What would be the impacts of electric mobility for traditional petrol stations in Switzerland? How do these stations need to transform their businesses to face this huge transformation?
Colombus Consulting releases the Swiss version of its study on electric mobility and its impact on the future of petrol stations. We suggest 3 scenarios for the evolution of the car fleet, up to 2050, according to the development of carbon-free mobility (mainly electric).
Based on these 3 scenarios, our energy experts estimate that within 15 years :
- Fuel consumption in Switzerland would fall by around a third,
- Profits from the sale of fuel will be halved, with unmanned petrol stations that will no longer be profitable due to insufficient volume.
- The number of visits to fill up at stations with shops could be halved (48%).
Service stations must therefore transform themselves in order to survive. State of play and perspectives to be followed in this study.
Decarbonation leads to a significant reduction in fuel consumption.

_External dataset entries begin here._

use serde::{Deserialize, Serialize};

/// Patrol mission verbs a session may issue.
#[derive(Debug, Clone, Copy, PartialEq, Eq, Serialize, Deserialize)]
#[serde(rename_all = "lowercase")]
pub enum PatrolAction {
    /// Run the patrol route once.
    Single,
    /// Loop the patrol route until told otherwise.
    Repeat,
    /// Head back to the docking point.
    Return,
    /// Halt in place.
    Stop,
}

impl PatrolAction {
    pub fn as_str(&self) -> &'static str {
        match self {
            PatrolAction::Single => "single",
            PatrolAction::Repeat => "repeat",
            PatrolAction::Return => "return",
            PatrolAction::Stop => "stop",
        }
    }

    /// True for the verbs that begin a fresh patrol run.
    pub fn starts_run(&self) -> bool {
        matches!(self, PatrolAction::Single | PatrolAction::Repeat)
    }
}

/// Bus payload for a patrol command (`std_msgs/String` shape: the verb
/// travels as the `data` field).
#[derive(Debug, Clone, Copy, PartialEq, Eq, Serialize, Deserialize)]
pub struct PatrolCommand {
    pub data: PatrolAction,
}

impl PatrolCommand {
    pub fn new(action: PatrolAction) -> Self {
        Self { data: action }
    }
}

Transport is responsible for approximately one-third of Switzerland’s CO2 emissions. In order to accelerate the decarbonisation of this sector, regulations are being tightened with regard to internal combustion vehicles: limitation of CO2 emissions from new vehicles, establishment of low-emission zones (e.g. Canton of Geneva), etc.
In Europe, other countries are going even further by setting targets for stopping sales of new 100% thermal vehicles (2025 in Norway, 2040 in France, etc.). The automobile fleet will thus be transformed over the next few decades, and a significant drop in fossil fuel sales can be expected.
Petrol stations will have to be transformed
According to our study and our estimation, the evolution of mobility towards carbon-free mobility will have important repercussions on the sector: petrol stations without shops could see their profits decrease by 62% as early as 2030, and reach a negative return by 2050.
“Unlike highway petrol stations, they are not essential to the development of electric mobility and compete with shop-filling stations, with recharging at home, at the workplace or at the terminals that are developing on the roads. Their number should therefore continue to decrease in the coming years,” explains François Hémono, senior energy consultant for Colombus Consulting.
Rural petrol stations, the first to be impacted by decarbonisation
Some petrol stations in rural areas are already in financial difficulty due to the low volumes of fuel sold. However, this local service is essential for the mobility of the inhabitants, who are often dependent on their vehicles. In this context, the quality of service could deteriorate in the most isolated areas.
The service offers by petrol station in urban and peri-urban areas would be reinvented.
The reduction in demand for fuel is expected to lead to a reduction in the number of visits to petrol stations with shops of up to -48% by 2035.
The emergence of low-emission zones in some cities, coupled with a drop in the number of passages to fill up with fuel will force petrol stations to find new levers to attract and retain their customers: distribution of decarbonated energy sources, adaptation to populations with a regular need for recharging (taxis, company vehicles), involvement in other forms of mobility (car-sharing stations, electric bicycle hubs, etc.).
“Services linked to electric mobility are becoming levers and more and more retailers are equipping themselves with recharging stations to build customer loyalty and attract new consumers,” says Gaël Gautier, senior energy consultant for Colombus Consulting.
Highway petrol stations facing the challenge to respond to long-distance electric mobility
The installation of electric recharging stations and the diversification of services will be essential to maintain the profitability of haighway petrol stations.
The need will be greater than the need for petrol pumps, and must be able to absorb the flow of travellers, especially when leaving on holiday. To achieve this, different recharging methods can be considered:
• quick recharging (~15 min) at a higher cost, for the most rushed users,
• a slower refill (~60 min), at a reduced cost, which could be used as a calling product for on-site services and shops.
Charging stations modify the energy supply network.
The diversification of energy recharging sites will lead to a change in traditional refuelling sites. Recharging electric vehicles takes 6 times longer (on a 50 kW terminal), so each kilometre recovered by the user can be a waiting time saved. This need therefore encourages the development of opportunity recharging: recharging locations will evolve and become decentralised in order to invest in priority in longer-term parking spaces (living and leisure areas, tourist areas, etc.).
In Europe, several initiatives are encouraging the development of an emergency recharging network:
- In Amsterdam, residents can request the installation of a charging point near their home.
- Since 2018, Norway has required one charging station every 50 km on motorways.
- In France, a right to plug has been introduced to encourage the installation of charging stations in co-ownerships.
- Germany imposes a charging station at every petrol station.
“According to our estimates, the territory should tend towards decentralisation and a better distribution of recharge networks. Experiments on new recharging modes are also under way: recharging trailers, induction recharging, etc.”. “, concludes Jean Meneveau, associate director at Colombus Consulting.
*Petrol stations with shops now account for one third of all petrol stations in Switzerland and two thirds of the country’s fuel sales.